--- SUPPLIED RECORDS ---
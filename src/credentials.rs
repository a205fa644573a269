//! Credential store shared by the REST gateway and stream connections.
//!
//! The store is an explicit object injected into both transports rather than
//! ambient global state. Mutations happen only through the login, refresh,
//! and logout paths, and each mutation persists the full record atomically
//! when a backing file is configured.

use std::io;
use std::path::{Path, PathBuf};
use std::sync::{Arc, RwLock};

use secrecy::{ExposeSecret, SecretString};
use serde::{Deserialize, Serialize};
use thiserror::Error;

/// Active authentication mode. Exactly one is in effect at any time.
#[derive(Clone, Copy, Debug, Default, Eq, PartialEq, Serialize, Deserialize)]
#[serde(rename_all = "snake_case")]
pub enum AuthMode {
    /// Bearer access token with a refresh token.
    Jwt,
    /// Opaque token plus server-side session id (LDAP-backed logins).
    Session,
    /// Unauthenticated.
    #[default]
    None,
}

/// Snapshot of the stored credential fields.
#[derive(Clone, Default)]
pub struct Credentials {
    /// Access token sent as `Authorization: Bearer <token>`.
    pub access_token: Option<SecretString>,
    /// Refresh token used to renew an expired access token.
    pub refresh_token: Option<SecretString>,
    /// Session id sent as `X-Session-ID`.
    pub session_id: Option<String>,
    /// Which of the fields above is authoritative.
    pub mode: AuthMode,
}

impl std::fmt::Debug for Credentials {
    fn fmt(&self, f: &mut std::fmt::Formatter<'_>) -> std::fmt::Result {
        f.debug_struct("Credentials")
            .field("access_token", &self.access_token.is_some())
            .field("refresh_token", &self.refresh_token.is_some())
            .field("session_id", &self.session_id.is_some())
            .field("mode", &self.mode)
            .finish()
    }
}

/// On-disk record. Field names match the storage keys used by earlier
/// releases, so existing credential files keep loading.
#[derive(Serialize, Deserialize)]
struct PersistedCredentials {
    auth_token: Option<String>,
    refresh_token: Option<String>,
    session_id: Option<String>,
    #[serde(default)]
    auth_mode: AuthMode,
}

/// Errors produced when loading or persisting the credential file.
#[derive(Debug, Error)]
pub enum CredentialStoreError {
    /// Backing file could not be read.
    #[error("failed to read credential file {path}: {source}")]
    Read {
        path: PathBuf,
        #[source]
        source: io::Error,
    },

    /// Backing file could not be written.
    #[error("failed to write credential file {path}: {source}")]
    Write {
        path: PathBuf,
        #[source]
        source: io::Error,
    },

    /// Backing file exists but does not hold a valid credential record.
    #[error("credential file {path} is not valid: {source}")]
    Malformed {
        path: PathBuf,
        #[source]
        source: serde_json::Error,
    },
}

/// Cloneable, thread-safe holder for the process credentials.
#[derive(Clone)]
pub struct CredentialStore {
    inner: Arc<StoreInner>,
}

struct StoreInner {
    state: RwLock<Credentials>,
    path: Option<PathBuf>,
}

impl CredentialStore {
    /// Creates a volatile store with no backing file.
    pub fn in_memory() -> Self {
        Self {
            inner: Arc::new(StoreInner {
                state: RwLock::new(Credentials::default()),
                path: None,
            }),
        }
    }

    /// Opens a store backed by `path`, loading the persisted record when the
    /// file exists.
    pub fn open(path: impl AsRef<Path>) -> Result<Self, CredentialStoreError> {
        let path = path.as_ref().to_path_buf();
        let state = match std::fs::read(&path) {
            Ok(bytes) => {
                let record: PersistedCredentials = serde_json::from_slice(&bytes)
                    .map_err(|source| CredentialStoreError::Malformed {
                        path: path.clone(),
                        source,
                    })?;
                Credentials {
                    access_token: record.auth_token.map(SecretString::new),
                    refresh_token: record.refresh_token.map(SecretString::new),
                    session_id: record.session_id,
                    mode: record.auth_mode,
                }
            }
            Err(err) if err.kind() == io::ErrorKind::NotFound => Credentials::default(),
            Err(source) => return Err(CredentialStoreError::Read { path, source }),
        };

        Ok(Self {
            inner: Arc::new(StoreInner {
                state: RwLock::new(state),
                path: Some(path),
            }),
        })
    }

    /// Stores JWT credentials and switches the active mode to [`AuthMode::Jwt`].
    ///
    /// Any previous session id is dropped so exactly one mode is observable.
    pub fn set_jwt(
        &self,
        access_token: SecretString,
        refresh_token: SecretString,
    ) -> Result<(), CredentialStoreError> {
        self.mutate(|state| {
            state.access_token = Some(access_token);
            state.refresh_token = Some(refresh_token);
            state.session_id = None;
            state.mode = AuthMode::Jwt;
        })
    }

    /// Stores session credentials and switches the active mode to
    /// [`AuthMode::Session`]. Any previous refresh token is dropped.
    pub fn set_session(
        &self,
        access_token: SecretString,
        session_id: impl Into<String>,
    ) -> Result<(), CredentialStoreError> {
        let session_id = session_id.into();
        self.mutate(|state| {
            state.access_token = Some(access_token);
            state.refresh_token = None;
            state.session_id = Some(session_id);
            state.mode = AuthMode::Session;
        })
    }

    /// Removes all fields and resets the mode to [`AuthMode::None`].
    pub fn clear(&self) -> Result<(), CredentialStoreError> {
        self.mutate(|state| *state = Credentials::default())
    }

    /// Returns a consistent copy of the current credentials.
    pub fn snapshot(&self) -> Credentials {
        self.inner
            .state
            .read()
            .map(|state| state.clone())
            .unwrap_or_default()
    }

    fn mutate(
        &self,
        apply: impl FnOnce(&mut Credentials),
    ) -> Result<(), CredentialStoreError> {
        let mut state = match self.inner.state.write() {
            Ok(state) => state,
            Err(poisoned) => poisoned.into_inner(),
        };
        apply(&mut state);
        self.persist(&state)
    }

    /// Writes the record via a temp file + rename so a concurrent reader of
    /// the file never observes a partial record.
    fn persist(&self, state: &Credentials) -> Result<(), CredentialStoreError> {
        let Some(path) = self.inner.path.as_ref() else {
            return Ok(());
        };

        let record = PersistedCredentials {
            auth_token: state
                .access_token
                .as_ref()
                .map(|token| token.expose_secret().clone()),
            refresh_token: state
                .refresh_token
                .as_ref()
                .map(|token| token.expose_secret().clone()),
            session_id: state.session_id.clone(),
            auth_mode: state.mode,
        };
        let bytes = serde_json::to_vec_pretty(&record).map_err(|source| {
            CredentialStoreError::Malformed {
                path: path.clone(),
                source,
            }
        })?;

        let tmp = path.with_extension("tmp");
        std::fs::write(&tmp, bytes).map_err(|source| CredentialStoreError::Write {
            path: tmp.clone(),
            source,
        })?;
        std::fs::rename(&tmp, path).map_err(|source| CredentialStoreError::Write {
            path: path.clone(),
            source,
        })
    }
}

#[cfg(test)]
mod tests {
    use secrecy::{ExposeSecret, SecretString};

    use super::{AuthMode, CredentialStore};

    fn secret(value: &str) -> SecretString {
        SecretString::new(value.to_string())
    }

    #[test]
    fn starts_unauthenticated() {
        let store = CredentialStore::in_memory();
        let creds = store.snapshot();
        assert_eq!(creds.mode, AuthMode::None);
        assert!(creds.access_token.is_none());
        assert!(creds.refresh_token.is_none());
        assert!(creds.session_id.is_none());
    }

    #[test]
    fn set_jwt_drops_previous_session_id() {
        let store = CredentialStore::in_memory();
        store
            .set_session(secret("ldap-token"), "sess-1")
            .expect("set session");
        store
            .set_jwt(secret("access"), secret("refresh"))
            .expect("set jwt");

        let creds = store.snapshot();
        assert_eq!(creds.mode, AuthMode::Jwt);
        assert_eq!(creds.access_token.unwrap().expose_secret(), "access");
        assert_eq!(creds.refresh_token.unwrap().expose_secret(), "refresh");
        assert!(creds.session_id.is_none());
    }

    #[test]
    fn set_session_drops_previous_refresh_token() {
        let store = CredentialStore::in_memory();
        store
            .set_jwt(secret("access"), secret("refresh"))
            .expect("set jwt");
        store
            .set_session(secret("ldap-token"), "sess-1")
            .expect("set session");

        let creds = store.snapshot();
        assert_eq!(creds.mode, AuthMode::Session);
        assert!(creds.refresh_token.is_none());
        assert_eq!(creds.session_id.as_deref(), Some("sess-1"));
    }

    #[test]
    fn clear_removes_every_field() {
        let store = CredentialStore::in_memory();
        store
            .set_jwt(secret("access"), secret("refresh"))
            .expect("set jwt");
        store.clear().expect("clear");

        let creds = store.snapshot();
        assert_eq!(creds.mode, AuthMode::None);
        assert!(creds.access_token.is_none());
        assert!(creds.refresh_token.is_none());
        assert!(creds.session_id.is_none());
    }

    #[test]
    fn persisted_record_survives_reopen() {
        let dir = tempfile::tempdir().expect("tempdir");
        let path = dir.path().join("credentials.json");

        let store = CredentialStore::open(&path).expect("open empty store");
        store
            .set_jwt(secret("access"), secret("refresh"))
            .expect("set jwt");
        drop(store);

        let reopened = CredentialStore::open(&path).expect("reopen store");
        let creds = reopened.snapshot();
        assert_eq!(creds.mode, AuthMode::Jwt);
        assert_eq!(creds.access_token.unwrap().expose_secret(), "access");
        assert_eq!(creds.refresh_token.unwrap().expose_secret(), "refresh");
    }

    #[test]
    fn clear_persists_the_empty_record() {
        let dir = tempfile::tempdir().expect("tempdir");
        let path = dir.path().join("credentials.json");

        let store = CredentialStore::open(&path).expect("open store");
        store
            .set_session(secret("token"), "sess-9")
            .expect("set session");
        store.clear().expect("clear");
        drop(store);

        let reopened = CredentialStore::open(&path).expect("reopen store");
        assert_eq!(reopened.snapshot().mode, AuthMode::None);
    }

    #[test]
    fn missing_file_opens_as_unauthenticated() {
        let dir = tempfile::tempdir().expect("tempdir");
        let store =
            CredentialStore::open(dir.path().join("absent.json")).expect("open missing file");
        assert_eq!(store.snapshot().mode, AuthMode::None);
    }
}
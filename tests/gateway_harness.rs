use std::net::SocketAddr;
use std::sync::atomic::{AtomicUsize, Ordering};
use std::sync::{Arc, Mutex};

use axum::extract::{Multipart, State};
use axum::http::header::{AUTHORIZATION, CONTENT_TYPE};
use axum::http::{HeaderMap, StatusCode};
use axum::response::IntoResponse;
use axum::routing::{get, post};
use axum::{Json, Router};
use secrecy::{ExposeSecret, SecretString};
use serde::Deserialize;
use serde_json::{json, Value};
use tokio::net::TcpListener;
use tokio::sync::oneshot;

use relay_client_sdk::credentials::{AuthMode, CredentialStore};
use relay_client_sdk::gateway::{ApiClient, ApiError, AuthEvent};

const GOOD_TOKEN: &str = "good-token";
const STALE_TOKEN: &str = "stale-token";
const FIRST_REFRESH: &str = "refresh-1";
const SECOND_REFRESH: &str = "refresh-2";
const UPLOAD_BYTES: &[u8] = b"hello multipart";

#[derive(Clone, Default)]
struct ApiState {
    refresh_calls: Arc<AtomicUsize>,
    protected_calls: Arc<AtomicUsize>,
    observed_upload: Arc<Mutex<Option<UploadObserved>>>,
}

#[derive(Debug)]
struct UploadObserved {
    content_type: String,
    field_name: String,
    file_name: String,
    bytes: Vec<u8>,
}

#[derive(Debug, Deserialize, PartialEq, Eq)]
struct Profile {
    id: String,
    username: String,
}

fn app(state: ApiState) -> Router {
    Router::new()
        .route("/api/profile", get(profile_handler))
        .route("/api/flaky", get(flaky_handler))
        .route("/api/session-check", get(session_check_handler))
        .route("/api/forbidden", get(|| async { forbidden_response() }))
        .route("/api/broken", get(|| async { broken_response() }))
        .route("/api/teapot", get(|| async { teapot_response() }))
        .route("/api/files", post(upload_handler))
        .route("/auth/refresh-token", post(refresh_handler))
        .with_state(state)
}

async fn spawn_server(
    state: ApiState,
) -> (SocketAddr, oneshot::Sender<()>, tokio::task::JoinHandle<()>) {
    let listener = TcpListener::bind("127.0.0.1:0")
        .await
        .expect("bind mock server listener");
    let addr = listener
        .local_addr()
        .expect("read mock server listener address");
    let (shutdown_tx, shutdown_rx) = oneshot::channel::<()>();
    let task = tokio::spawn(async move {
        axum::serve(listener, app(state))
            .with_graceful_shutdown(async move {
                let _ = shutdown_rx.await;
            })
            .await
            .expect("mock server should run");
    });
    (addr, shutdown_tx, task)
}

fn bearer(headers: &HeaderMap) -> Option<&str> {
    headers
        .get(AUTHORIZATION)
        .and_then(|value| value.to_str().ok())
        .and_then(|value| value.strip_prefix("Bearer "))
}

fn envelope(data: Value) -> Json<Value> {
    Json(json!({ "data": data, "message": "ok", "status": 200 }))
}

fn unauthorized_response() -> (StatusCode, Json<Value>) {
    (
        StatusCode::UNAUTHORIZED,
        Json(json!({ "message": "token expired" })),
    )
}

fn forbidden_response() -> (StatusCode, Json<Value>) {
    (
        StatusCode::FORBIDDEN,
        Json(json!({ "message": "not allowed" })),
    )
}

fn broken_response() -> (StatusCode, Json<Value>) {
    (
        StatusCode::INTERNAL_SERVER_ERROR,
        Json(json!({ "message": "boom" })),
    )
}

fn teapot_response() -> (StatusCode, Json<Value>) {
    (
        StatusCode::IM_A_TEAPOT,
        Json(json!({ "message": "short and stout" })),
    )
}

async fn profile_handler(
    State(state): State<ApiState>,
    headers: HeaderMap,
) -> impl IntoResponse {
    state.protected_calls.fetch_add(1, Ordering::SeqCst);
    if bearer(&headers) == Some(GOOD_TOKEN) {
        envelope(json!({ "id": "u1", "username": "alice" })).into_response()
    } else {
        unauthorized_response().into_response()
    }
}

/// 401 until the token is refreshed, then 500. Exercises the rule that a
/// retried request's own failure reaches the caller unmodified.
async fn flaky_handler(State(state): State<ApiState>, headers: HeaderMap) -> impl IntoResponse {
    state.protected_calls.fetch_add(1, Ordering::SeqCst);
    if bearer(&headers) == Some(GOOD_TOKEN) {
        broken_response().into_response()
    } else {
        unauthorized_response().into_response()
    }
}

async fn session_check_handler() -> impl IntoResponse {
    // The session is always treated as expired, whatever was presented.
    unauthorized_response()
}

async fn refresh_handler(
    State(state): State<ApiState>,
    Json(body): Json<Value>,
) -> impl IntoResponse {
    state.refresh_calls.fetch_add(1, Ordering::SeqCst);
    if body.get("refreshToken").and_then(Value::as_str) == Some(FIRST_REFRESH) {
        envelope(json!({
            "token": GOOD_TOKEN,
            "refreshToken": SECOND_REFRESH,
            "expiresIn": 3600
        }))
        .into_response()
    } else {
        unauthorized_response().into_response()
    }
}

async fn upload_handler(
    State(state): State<ApiState>,
    headers: HeaderMap,
    mut multipart: Multipart,
) -> impl IntoResponse {
    let content_type = headers
        .get(CONTENT_TYPE)
        .and_then(|value| value.to_str().ok())
        .unwrap_or_default()
        .to_string();

    let field = multipart
        .next_field()
        .await
        .expect("read multipart field")
        .expect("multipart field present");
    let observed = UploadObserved {
        content_type,
        field_name: field.name().unwrap_or_default().to_string(),
        file_name: field.file_name().unwrap_or_default().to_string(),
        bytes: field.bytes().await.expect("read field bytes").to_vec(),
    };
    *state.observed_upload.lock().unwrap() = Some(observed);

    envelope(json!({ "id": "f1" }))
}

fn client_for(addr: SocketAddr, store: CredentialStore) -> ApiClient {
    ApiClient::new(format!("http://{addr}"), store).expect("build api client")
}

fn secret(value: &str) -> SecretString {
    SecretString::new(value.to_string())
}

#[tokio::test]
async fn successful_call_returns_the_envelope_payload() {
    let state = ApiState::default();
    let (addr, shutdown_tx, server_task) = spawn_server(state).await;

    let store = CredentialStore::in_memory();
    store
        .set_jwt(secret(GOOD_TOKEN), secret(FIRST_REFRESH))
        .expect("set jwt");
    let client = client_for(addr, store);

    let profile: Profile = client.get("/api/profile").await.expect("get profile");
    assert_eq!(
        profile,
        Profile {
            id: "u1".to_string(),
            username: "alice".to_string(),
        }
    );

    let _ = shutdown_tx.send(());
    server_task.await.expect("mock server task should join");
}

#[tokio::test]
async fn expired_jwt_is_refreshed_and_retried_exactly_once() {
    let state = ApiState::default();
    let refresh_calls = Arc::clone(&state.refresh_calls);
    let protected_calls = Arc::clone(&state.protected_calls);
    let (addr, shutdown_tx, server_task) = spawn_server(state).await;

    let store = CredentialStore::in_memory();
    store
        .set_jwt(secret(STALE_TOKEN), secret(FIRST_REFRESH))
        .expect("set jwt");
    let client = client_for(addr, store.clone());

    let profile: Profile = client
        .get("/api/profile")
        .await
        .expect("refresh should make the call succeed");
    assert_eq!(profile.username, "alice");

    assert_eq!(refresh_calls.load(Ordering::SeqCst), 1);
    assert_eq!(protected_calls.load(Ordering::SeqCst), 2);

    let creds = store.snapshot();
    assert_eq!(creds.access_token.unwrap().expose_secret(), GOOD_TOKEN);
    assert_eq!(creds.refresh_token.unwrap().expose_secret(), SECOND_REFRESH);

    let _ = shutdown_tx.send(());
    server_task.await.expect("mock server task should join");
}

#[tokio::test]
async fn expired_jwt_without_refresh_token_expires_the_session() {
    let state = ApiState::default();
    let refresh_calls = Arc::clone(&state.refresh_calls);
    let protected_calls = Arc::clone(&state.protected_calls);
    let (addr, shutdown_tx, server_task) = spawn_server(state).await;

    // JWT mode with a missing refresh token can only come from storage.
    let dir = tempfile::tempdir().expect("tempdir");
    let path = dir.path().join("credentials.json");
    std::fs::write(
        &path,
        json!({
            "auth_token": STALE_TOKEN,
            "refresh_token": null,
            "session_id": null,
            "auth_mode": "jwt"
        })
        .to_string(),
    )
    .expect("seed credential file");

    let store = CredentialStore::open(&path).expect("open store");
    let client = client_for(addr, store.clone());
    let mut auth_events = client.subscribe_auth_events();

    let result: Result<Profile, ApiError> = client.get("/api/profile").await;
    assert!(matches!(result, Err(ApiError::AuthExpired)));

    assert_eq!(refresh_calls.load(Ordering::SeqCst), 0);
    assert_eq!(protected_calls.load(Ordering::SeqCst), 1);

    let creds = store.snapshot();
    assert_eq!(creds.mode, AuthMode::None);
    assert!(creds.access_token.is_none());
    assert!(creds.refresh_token.is_none());
    assert!(creds.session_id.is_none());
    assert_eq!(
        auth_events.try_recv().expect("session expired event"),
        AuthEvent::SessionExpired
    );

    let _ = shutdown_tx.send(());
    server_task.await.expect("mock server task should join");
}

#[tokio::test]
async fn session_mode_401_expires_without_any_refresh_call() {
    let state = ApiState::default();
    let refresh_calls = Arc::clone(&state.refresh_calls);
    let (addr, shutdown_tx, server_task) = spawn_server(state).await;

    let store = CredentialStore::in_memory();
    store
        .set_session(secret("ldap-token"), "sess-42")
        .expect("set session");
    let client = client_for(addr, store.clone());
    let mut auth_events = client.subscribe_auth_events();

    let result: Result<Value, ApiError> = client.get("/api/session-check").await;
    assert!(matches!(result, Err(ApiError::AuthExpired)));
    assert_eq!(refresh_calls.load(Ordering::SeqCst), 0);

    let creds = store.snapshot();
    assert_eq!(creds.mode, AuthMode::None);
    assert!(creds.session_id.is_none());
    assert_eq!(
        auth_events.try_recv().expect("session expired event"),
        AuthEvent::SessionExpired
    );

    let _ = shutdown_tx.send(());
    server_task.await.expect("mock server task should join");
}

#[tokio::test]
async fn forbidden_server_and_other_statuses_map_to_their_variants() {
    let state = ApiState::default();
    let (addr, shutdown_tx, server_task) = spawn_server(state).await;
    let client = client_for(addr, CredentialStore::in_memory());

    let forbidden: Result<Value, ApiError> = client.get("/api/forbidden").await;
    match forbidden {
        Err(ApiError::Forbidden { body }) => assert_eq!(body, "not allowed"),
        other => panic!("expected Forbidden, got {other:?}"),
    }

    let broken: Result<Value, ApiError> = client.get("/api/broken").await;
    match broken {
        Err(ApiError::Server { body }) => assert_eq!(body, "boom"),
        other => panic!("expected Server, got {other:?}"),
    }

    let teapot: Result<Value, ApiError> = client.get("/api/teapot").await;
    match teapot {
        Err(ApiError::HttpStatus { status, .. }) => {
            assert_eq!(status, StatusCode::IM_A_TEAPOT);
        }
        other => panic!("expected HttpStatus, got {other:?}"),
    }

    let _ = shutdown_tx.send(());
    server_task.await.expect("mock server task should join");
}

#[tokio::test]
async fn retried_request_failure_reaches_the_caller_unmodified() {
    let state = ApiState::default();
    let refresh_calls = Arc::clone(&state.refresh_calls);
    let (addr, shutdown_tx, server_task) = spawn_server(state).await;

    let store = CredentialStore::in_memory();
    store
        .set_jwt(secret(STALE_TOKEN), secret(FIRST_REFRESH))
        .expect("set jwt");
    let client = client_for(addr, store.clone());

    let result: Result<Value, ApiError> = client.get("/api/flaky").await;
    assert!(matches!(result, Err(ApiError::Server { .. })));
    assert_eq!(refresh_calls.load(Ordering::SeqCst), 1);

    // The refresh itself succeeded, so the renewed pair stays stored.
    let creds = store.snapshot();
    assert_eq!(creds.access_token.unwrap().expose_secret(), GOOD_TOKEN);

    let _ = shutdown_tx.send(());
    server_task.await.expect("mock server task should join");
}

#[tokio::test]
async fn upload_file_sends_multipart_form_data() {
    let state = ApiState::default();
    let observed_upload = Arc::clone(&state.observed_upload);
    let (addr, shutdown_tx, server_task) = spawn_server(state).await;
    let client = client_for(addr, CredentialStore::in_memory());

    let record: Value = client
        .upload_file("/api/files", "notes.txt", UPLOAD_BYTES.to_vec())
        .await
        .expect("upload file");
    assert_eq!(record, json!({ "id": "f1" }));

    let observed = observed_upload
        .lock()
        .unwrap()
        .take()
        .expect("upload observed");
    assert!(observed.content_type.starts_with("multipart/form-data"));
    assert_eq!(observed.field_name, "file");
    assert_eq!(observed.file_name, "notes.txt");
    assert_eq!(observed.bytes, UPLOAD_BYTES);

    let _ = shutdown_tx.send(());
    server_task.await.expect("mock server task should join");
}
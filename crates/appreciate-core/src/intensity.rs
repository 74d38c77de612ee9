//! Bounded intensity scalar and the band selection built on top of it.
//!
//! Intensity lives in `[0, upper_bound]`. The bound is the clap ceiling when
//! whistling is disabled and the whistle ceiling otherwise.

use crate::constants::{MAX_CLAP_INTENSITY, MAX_WHISTLE_INTENSITY};

/// The two mutually exclusive appreciation themes.
#[derive(Clone, Copy, Debug, PartialEq, Eq, Hash)]
pub enum Category {
    Clap,
    Whistle,
}

impl Category {
    pub fn name(self) -> &'static str {
        match self {
            Category::Clap => "clap",
            Category::Whistle => "whistle",
        }
    }
}

#[derive(Clone, Debug, PartialEq)]
pub struct Intensity {
    value: f32,
    upper_bound: f32,
}

impl Default for Intensity {
    fn default() -> Self {
        Self::new(false)
    }
}

impl Intensity {
    pub fn new(never_whistle: bool) -> Self {
        Self {
            value: 0.0,
            upper_bound: upper_bound_for(never_whistle),
        }
    }

    #[inline]
    pub fn value(&self) -> f32 {
        self.value
    }

    #[inline]
    pub fn upper_bound(&self) -> f32 {
        self.upper_bound
    }

    #[inline]
    pub fn is_active(&self) -> bool {
        self.value > 0.0
    }

    /// Move toward `target` by at most `max_step`, then clamp into range.
    pub fn advance(&mut self, target: f32, max_step: f32) -> f32 {
        let mut delta = (target - self.value).abs().min(max_step.max(0.0));
        if target < self.value {
            delta = -delta;
        }
        self.value = (self.value + delta).clamp(0.0, self.upper_bound);
        self.value
    }

    /// Change the ceiling and pull the current value under it immediately.
    pub fn set_never_whistle(&mut self, never_whistle: bool) {
        self.upper_bound = upper_bound_for(never_whistle);
        self.value = self.value.min(self.upper_bound);
    }

    pub fn reset(&mut self) {
        self.value = 0.0;
    }
}

#[inline]
fn upper_bound_for(never_whistle: bool) -> f32 {
    if never_whistle {
        MAX_CLAP_INTENSITY
    } else {
        MAX_WHISTLE_INTENSITY
    }
}

/// Pick the theme for an intensity. `None` means nothing should play.
pub fn select_category(intensity: f32, never_whistle: bool) -> Option<Category> {
    if intensity > 0.0 && (never_whistle || intensity <= MAX_CLAP_INTENSITY) {
        Some(Category::Clap)
    } else if intensity > MAX_CLAP_INTENSITY && intensity <= MAX_WHISTLE_INTENSITY {
        Some(Category::Whistle)
    } else {
        None
    }
}

/// Re-map `value` from `[in_min, in_max]` onto `[out_min, out_max]` without clamping.
#[inline]
pub fn linear_scale(value: f32, in_min: f32, in_max: f32, out_min: f32, out_max: f32) -> f32 {
    out_min + (out_max - out_min) * (value - in_min) / (in_max - in_min)
}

--- AIM OF THE TASK ---
Your answer must be a copy of every line in the data above that holds the string "dropped".

--- ANSWER BOX ---
    /// Any previous session id is dropped so exactly one mode is observable.
    /// [`AuthMode::Session`]. Any previous refresh token is dropped.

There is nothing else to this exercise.